Belinda keeps to herself and while friendly to everyone, has no desire to join groups or lead teams. She communicates with the co-workers she needs to and prefers to send questions via email and stay close to her desk. A highly skilled contributor, she does well at many tasks, prompting a promotion to management who note her productivity. Once there, Belinda struggled to meet deadlines, and her coworkers reported not knowing what she needed from them. She gets incredibly frustrated at meetings and is unable to communicate why. Her team decides to “work around her” and this forces her to do mostly administrative and reporting tasks, a tragic waste of her talent.
As a Leader
Only 44% of employees say their company leadership is effective at leading the organization to success. Unfortunately, only about 40% of employees agree that their company facilitates easy collaboration – an even smaller 37% agree their organization is dedicated to diversity. Belinda isn’t suited to leading collaboration unless it’s primarily a remote team and the management “social” needs imposed on her will frustrate her and sap productivity. Your Jeffs need opportunities for growth and mentorship with coaching to curb their enthusiasm. Not to mention their ability to clearly understand those around them, they are suitable to handling diversity initiatives. Banning Jeff to a remote workspace will create more hurdles for him to overcome and frustrate him and team members since he thrives on face to face connections.
As a Team Member
Belinda needs to be valued for her contributions as well as the personality type that allows her to be so productive. Belindas will rarely crow about their achievements and it can be easy for other team members to overlook her contributions to the company goals. Managers should highlight her contributions to more extroverted team members. Give Belinda the opportunity to report progress via a project management system. On the other hand, Jeff has the verbal, auditory, decision-making, and problem-solving skills necessary to solve underlying problems that can cause disturbances in communication. Surprisingly, only 27% of employees get training in workplace communication and only 18% are evaluated on their communication skills during performance reviews. Ensure that Jeff is heard and understands how to share his points briefly and quickly. Privately, coach him on recognizing other contributions on his team and steer him toward strategic work that requires client interaction.

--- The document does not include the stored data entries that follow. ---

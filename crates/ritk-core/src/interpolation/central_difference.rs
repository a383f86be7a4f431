//! Central-difference image gradient for interpolators without an
//! analytic derivative.

use crate::spatial::{Point, Vector};
use super::trait_::Interpolator;

/// Estimates the physical-space gradient of an interpolated image.
///
/// Along every index axis the image is sampled half a pixel either side of
/// the point. Samples are clamped into the buffer, and the difference is
/// divided by the clamped distance.
///
/// The stencil follows the continuous index rather than snapping to the
/// nearest pixel. At a pixel centre under linear interpolation it equals
/// the classic `(f[i + 1] - f[i - 1]) / 2` difference; between centres it
/// tracks the point, so the gradient varies continuously with the mapped
/// position.
#[derive(Debug, Clone, Copy, PartialEq)]
pub struct CentralDifferenceGradient {
    half_width: f64,
}

impl Default for CentralDifferenceGradient {
    fn default() -> Self {
        Self { half_width: 0.5 }
    }
}

impl CentralDifferenceGradient {
    pub fn new() -> Self {
        Self::default()
    }

    /// Use a different half width, in pixels.
    pub fn with_half_width(half_width: f64) -> Self {
        assert!(half_width > 0.0, "Half width must be positive");
        Self { half_width }
    }

    pub fn half_width(&self) -> f64 {
        self.half_width
    }

    pub fn evaluate<const D: usize, I>(&self, interpolator: &I, point: &Point<D>) -> Vector<D>
    where
        I: Interpolator<D> + ?Sized,
    {
        let image = interpolator.image();
        let metadata = image.metadata();
        let size = image.size();
        let index = metadata.physical_point_to_continuous_index(point);

        let mut gradient = Vector::zeros();
        for axis in 0..D {
            let last = (size[axis] - 1) as f64;
            let lo = (index[axis] - self.half_width).clamp(0.0, last);
            let hi = (index[axis] + self.half_width).clamp(0.0, last);
            if hi <= lo {
                continue;
            }
            let mut below = index;
            below[axis] = lo;
            let mut above = index;
            above[axis] = hi;
            let f_lo = interpolator.evaluate(&metadata.continuous_index_to_physical_point(&below));
            let f_hi = interpolator.evaluate(&metadata.continuous_index_to_physical_point(&above));
            gradient[axis] = (f_hi - f_lo) / (hi - lo);
        }
        metadata.index_gradient_to_physical(&gradient)
    }
}
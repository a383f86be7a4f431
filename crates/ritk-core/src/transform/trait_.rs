//! Transform capability used by similarity metrics.
//!
//! A transform maps fixed-domain points into the moving domain and exposes
//! its Jacobian with respect to its parameters. Grid-based transforms with
//! bounded local support additionally advertise [`GridSupport`] so metrics
//! can restrict derivative work to the active control points.

use crate::spatial::Point;
use super::recursive::RecursiveTransformEvaluator;

/// Transform trait for parametric spatial transformations.
///
/// # Type Parameters
/// * `D` - The spatial dimensionality (input and output)
pub trait Transform<const D: usize>: Send + Sync {
    /// Total number of parameters.
    fn number_of_parameters(&self) -> usize;

    /// Current parameter vector.
    fn parameters(&self) -> Vec<f64>;

    /// Replace the parameter vector.
    ///
    /// # Panics
    /// If `parameters.len()` differs from [`Transform::number_of_parameters`].
    fn set_parameters(&mut self, parameters: &[f64]);

    /// Map one point.
    fn transform_point(&self, point: &Point<D>) -> Point<D>;

    /// Number of parameters with a possibly non-zero derivative at any point.
    fn number_of_nonzero_jacobian_indices(&self) -> usize;

    /// Jacobian with respect to the parameters at `point`.
    ///
    /// Fills a `D x number_of_nonzero_jacobian_indices()` matrix whose column
    /// `c` is the derivative with respect to parameter
    /// `jacobian.nonzero_indices()[c]`.
    fn jacobian(&self, point: &Point<D>, jacobian: &mut TransformJacobian);

    /// Whether `point` lies where the mapping is defined.
    ///
    /// Transforms with bounded support return `false` outside it, where
    /// [`Transform::transform_point`] falls back to the identity.
    fn is_valid_point(&self, point: &Point<D>) -> bool {
        let _ = point;
        true
    }

    /// Grid capability probe. `None` for transforms without local support.
    fn grid_support(&self) -> Option<GridSupport> {
        None
    }

    /// Map a point and record the active support region.
    ///
    /// Returns `None` when the point lies outside the region where the
    /// support is valid. Transforms without [`GridSupport`] leave `local`
    /// untouched.
    fn transform_point_local(&self, point: &Point<D>, local: &mut LocalSupport) -> Option<Point<D>> {
        let _ = local;
        Some(self.transform_point(point))
    }
}

/// Dense row-major Jacobian restricted to the non-zero parameter columns.
#[derive(Debug, Clone, Default, PartialEq)]
pub struct TransformJacobian {
    rows: usize,
    columns: usize,
    values: Vec<f64>,
    nonzero_indices: Vec<usize>,
}

impl TransformJacobian {
    pub fn new() -> Self {
        Self::default()
    }

    /// Resize to `rows x columns` and zero every entry.
    pub fn reset(&mut self, rows: usize, columns: usize) {
        self.rows = rows;
        self.columns = columns;
        self.values.clear();
        self.values.resize(rows * columns, 0.0);
        self.nonzero_indices.clear();
        self.nonzero_indices.resize(columns, 0);
    }

    pub fn rows(&self) -> usize {
        self.rows
    }

    pub fn columns(&self) -> usize {
        self.columns
    }

    pub fn get(&self, row: usize, column: usize) -> f64 {
        self.values[row * self.columns + column]
    }

    pub fn set(&mut self, row: usize, column: usize, value: f64) {
        self.values[row * self.columns + column] = value;
    }

    pub fn values(&self) -> &[f64] {
        &self.values
    }

    pub fn values_mut(&mut self) -> &mut [f64] {
        &mut self.values
    }

    pub fn nonzero_indices(&self) -> &[usize] {
        &self.nonzero_indices
    }

    pub fn nonzero_indices_mut(&mut self) -> &mut [usize] {
        &mut self.nonzero_indices
    }

    /// `Σ_row gradient[row] * J[row][column]`.
    pub fn column_dot(&self, column: usize, gradient: &[f64]) -> f64 {
        (0..self.rows).map(|row| self.get(row, column) * gradient[row]).sum()
    }
}

/// Static description of a grid transform's local support.
#[derive(Debug, Clone, Copy, PartialEq, Eq)]
pub struct GridSupport {
    pub evaluator: RecursiveTransformEvaluator,
    /// Parameters in one output-dimension block.
    pub parameters_per_dimension: usize,
}

impl GridSupport {
    /// Control points influencing one location.
    pub fn support_size(&self) -> usize {
        self.evaluator.support_size()
    }

    /// Non-zero parameters per location, `support_size * output_dimension`.
    pub fn number_of_nonzero_indices(&self) -> usize {
        self.support_size() * self.evaluator.output_dimension()
    }
}

/// Per-point support record filled by [`Transform::transform_point_local`].
#[derive(Debug, Clone, Default, PartialEq)]
pub struct LocalSupport {
    /// Axis-major 1D weights, `(order + 1) * D` entries.
    pub weights: Vec<f64>,
    /// Global parameter indices, `support_size * D` entries.
    pub nonzero_indices: Vec<usize>,
}
impl<const D: usize> MattesMutualInformation<D> {
    pub fn new(config: MattesConfig) -> Self {
        let sampler = ImageSampler::new(config.random_seed);
        Self {
            config,
            fixed_image: None,
            moving_image: None,
            fixed_region: None,
            transform: None,
            interpolator: None,
            fixed_mask: None,
            moving_mask: None,
            central_difference: CentralDifferenceGradient::new(),
            sampler,
            samples: Vec::new(),
            state: None,
        }
    }

    pub fn with_fixed_image(mut self, image: Arc<ImageBuffer<D>>) -> Self {
        self.fixed_image = Some(image);
        self.state = None;
        self
    }

    pub fn with_moving_image(mut self, image: Arc<ImageBuffer<D>>) -> Self {
        self.moving_image = Some(image);
        self.state = None;
        self
    }

    /// Snapshot a pair of tensor images as the fixed and moving inputs.
    pub fn with_images<B: Backend>(self, fixed: &Image<B, D>, moving: &Image<B, D>) -> Self {
        self.with_fixed_image(fixed.to_buffer().into_shared())
            .with_moving_image(moving.to_buffer().into_shared())
    }

    /// Restrict sampling to part of the fixed image. Defaults to all of it.
    pub fn with_fixed_region(mut self, region: ImageRegion<D>) -> Self {
        self.fixed_region = Some(region);
        self.state = None;
        self
    }

    pub fn with_transform(mut self, transform: impl Transform<D> + 'static) -> Self {
        self.transform = Some(Box::new(transform));
        self.state = None;
        self
    }

    pub fn with_interpolator(mut self, interpolator: impl Interpolator<D> + 'static) -> Self {
        self.interpolator = Some(Box::new(interpolator));
        self.state = None;
        self
    }

    pub fn with_fixed_mask(mut self, mask: impl Mask<D> + 'static) -> Self {
        self.fixed_mask = Some(Box::new(mask));
        self.state = None;
        self
    }

    pub fn with_moving_mask(mut self, mask: impl Mask<D> + 'static) -> Self {
        self.moving_mask = Some(Box::new(mask));
        self.state = None;
        self
    }

    pub fn with_central_difference(mut self, gradient: CentralDifferenceGradient) -> Self {
        self.central_difference = gradient;
        self
    }

    pub fn config(&self) -> &MattesConfig {
        &self.config
    }

    pub fn transform(&self) -> Option<&dyn Transform<D>> {
        self.transform.as_deref()
    }

    pub fn is_initialized(&self) -> bool {
        self.state.is_some()
    }

    /// Samples used by the sampled evaluation path.
    pub fn samples(&self) -> &[Sample<D>] {
        &self.samples
    }

    /// Replace the sample set, e.g. to evaluate on a fixed list of points.
    pub fn set_samples(&mut self, samples: Vec<Sample<D>>) {
        self.samples = samples;
    }

    /// Restart the sampler's random sequence. Takes effect on the next
    /// [`MattesMutualInformation::sample_fixed_image_domain`].
    pub fn reseed(&mut self, seed: u64) {
        self.sampler.reseed(seed);
    }

    /// Draw a fresh sample set from the fixed region.
    pub fn sample_fixed_image_domain(&mut self) -> Result<()> {
        let region = self.state.as_ref().ok_or(MetricError::NotInitialized)?.region;
        let fixed = self.fixed_image.as_ref().ok_or(MetricError::NotInitialized)?;
        self.samples = if self.config.use_exact_derivative {
            full_region(fixed, &region, self.fixed_mask.as_deref())
        } else {
            self.sampler.sample_region(
                fixed,
                &region,
                self.config.number_of_spatial_samples,
                self.fixed_mask.as_deref(),
                self.config.mask_oversampling_factor,
            )
        };
        tracing::debug!("Sampled {} fixed image points", self.samples.len());
        Ok(())
    }

    pub fn fixed_binning(&self) -> Option<&Binning> {
        self.state.as_ref().map(|s| &s.fixed_binning)
    }

    pub fn moving_binning(&self) -> Option<&Binning> {
        self.state.as_ref().map(|s| &s.moving_binning)
    }

    pub fn derivative_path(&self) -> Option<DerivativePath> {
        self.state.as_ref().map(|s| s.derivative_path)
    }

    pub fn gradient_source(&self) -> Option<GradientSource> {
        self.state.as_ref().map(|s| s.gradient_source)
    }

    /// Normalized histograms of the last successful evaluation.
    pub fn histograms(&self) -> Option<&HistogramWorkspace> {
        self.state.as_ref().map(|s| &s.workspace)
    }

    /// Value over every pixel of the fixed region.
    pub fn exact_value(&mut self, parameters: &[f64]) -> Result<f64> {
        let samples = self.exact_samples()?;
        Ok(self.evaluate(parameters, &samples, false, 1)?.0)
    }

    /// Value and derivative over every pixel of the fixed region.
    pub fn exact_value_and_derivative(&mut self, parameters: &[f64]) -> Result<(f64, Vec<f64>)> {
        let samples = self.exact_samples()?;
        self.evaluate(parameters, &samples, true, 1)
    }

    fn exact_samples(&self) -> Result<Vec<Sample<D>>> {
        let region = self.state.as_ref().ok_or(MetricError::NotInitialized)?.region;
        let fixed = self.fixed_image.as_ref().ok_or(MetricError::NotInitialized)?;
        Ok(full_region(fixed, &region, self.fixed_mask.as_deref()))
    }

    fn evaluate_samples(&mut self, parameters: &[f64], with_derivative: bool) -> Result<(f64, Vec<f64>)> {
        let samples = std::mem::take(&mut self.samples);
        let result = self.evaluate(parameters, &samples, with_derivative, self.config.acceptance_reference());
        self.samples = samples;
        result
    }

    /// Accumulate the histograms over `samples` and reduce them.
    ///
    /// `reference` is the sample count the 25% acceptance rule compares to.
    fn evaluate(
        &mut self,
        parameters: &[f64],
        samples: &[Sample<D>],
        with_derivative: bool,
        reference: usize,
    ) -> Result<(f64, Vec<f64>)> {
        let state = self.state.as_mut().ok_or(MetricError::NotInitialized)?;
        let transform = self.transform.as_mut().ok_or(MetricError::NotInitialized)?;
        let interpolator = self.interpolator.as_deref().ok_or(MetricError::NotInitialized)?;
        let moving_mask = self.moving_mask.as_deref();

        let expected = transform.number_of_parameters();
        if parameters.len() != expected {
            return Err(MetricError::ParameterCount {
                expected,
                actual: parameters.len(),
            });
        }
        transform.set_parameters(parameters);
        let transform: &dyn Transform<D> = transform.as_ref();

        let EngineState {
            fixed_binning,
            moving_binning,
            workspace,
            derivative_path,
            gradient_source,
            ..
        } = state;
        workspace.reset(with_derivative);

        let nonzero = transform.number_of_nonzero_jacobian_indices();
        let mut inner = vec![0.0; if with_derivative { nonzero } else { 0 }];
        let mut jacobian = TransformJacobian::new();
        let mut local = LocalSupport::default();
        let mut accepted = 0usize;

        for sample in samples {
            let mapped = match derivative_path {
                DerivativePath::Grid(_) => match transform.transform_point_local(&sample.point, &mut local) {
                    Some(mapped) => mapped,
                    None => continue,
                },
                DerivativePath::Generic => {
                    if !transform.is_valid_point(&sample.point) {
                        continue;
                    }
                    transform.transform_point(&sample.point)
                }
            };
            let Some(moving_value) = moving_sample(interpolator, moving_mask, moving_binning, &mapped) else {
                continue;
            };
            accepted += 1;

            let fixed_bin = fixed_binning.bin_index(sample.value);
            let moving_term = moving_binning.parzen_term(moving_value);
            let moving_bin = moving_binning.bin_index(moving_value);
            workspace.add_fixed(fixed_bin);

            let indices: &[usize] = if with_derivative {
                let gradient = match gradient_source {
                    GradientSource::Analytic => interpolator
                        .evaluate_derivative(&mapped)
                        .unwrap_or_else(|| self.central_difference.evaluate(interpolator, &mapped)),
                    GradientSource::CentralDifference => self.central_difference.evaluate(interpolator, &mapped),
                };
                let gradient = gradient.to_array();
                match derivative_path {
                    DerivativePath::Grid(support) => {
                        support
                            .evaluator
                            .jacobian_gradient_product(&local.weights, &gradient, &mut inner);
                        local.nonzero_indices.as_slice()
                    }
                    DerivativePath::Generic => {
                        transform.jacobian(&sample.point, &mut jacobian);
                        for (c, value) in inner.iter_mut().enumerate() {
                            *value = jacobian.column_dot(c, &gradient);
                        }
                        jacobian.nonzero_indices()
                    }
                }
            } else {
                &[]
            };

            for pdf_moving in moving_bin - 1..=moving_bin + 2 {
                let argument = pdf_moving as f64 - moving_term;
                workspace.add_joint(fixed_bin, pdf_moving, kernel::cubic(argument));
                if with_derivative {
                    let slope = kernel::cubic_derivative(argument);
                    let row = workspace.derivative_mut(fixed_bin, pdf_moving);
                    for (&parameter, &product) in indices.iter().zip(inner.iter()) {
                        row[parameter] -= product * slope;
                    }
                }
            }
        }

        tracing::trace!("Samples mapping into moving image buffer: {} / {}", accepted, samples.len());
        if accepted < reference / 4 {
            return Err(MetricError::sampling(accepted, reference));
        }

        workspace.normalize()?;
        let mut derivative = Vec::new();
        let value = if with_derivative {
            workspace.scale_derivative(1.0 / (moving_binning.bin_size() * accepted as f64));
            derivative.resize(expected, 0.0);
            workspace.value_and_gradient(&mut derivative)
        } else {
            workspace.value()
        };

        if self.config.run_mode == RunMode::Executable {
            tracing::info!("Mattes MI value {:.6} from {} / {} samples", value, accepted, samples.len());
        }
        Ok((value, derivative))
    }
}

How do You Manage Jeff and Belinda?
The social traits of your Jeff instills a sense of confidence and is therefore more likely to pursue opportunities for advancement within the company. They thrive on coaching, due to their desire for growth, so this is an opportunity for your managers to impart their knowledge on the budding leaders. In fact, nearly 66% of CEOs don’t get coaching or leadership guidance before they reach their leadership positions. What better way to prepare your leadership pipeline than with grooming from current executives? Sherrie Scott, freelance writer for Demand Media, said:
“Workers with sociability characteristics are more likely to receive promotions because these individuals are dependable and take responsibility for their actions. They handle stressful situations effectively, which is ideal when taking on added responsibilities.”
Belinda would prefer to get feedback via a performance management system and know exactly what specific things you need her to change about her approach. Teach her to respond clearly to each request her team sends and to create unassailable email rules for herself. While it’s not her preferred method of communication, Belinda should be encouraged to speak up at meetings where her contributions should be highlighted and management can start this for her by pointing out specific things and asking her to elaborate. Pair Belinda with remote workers and allow work-from-home hours if possible.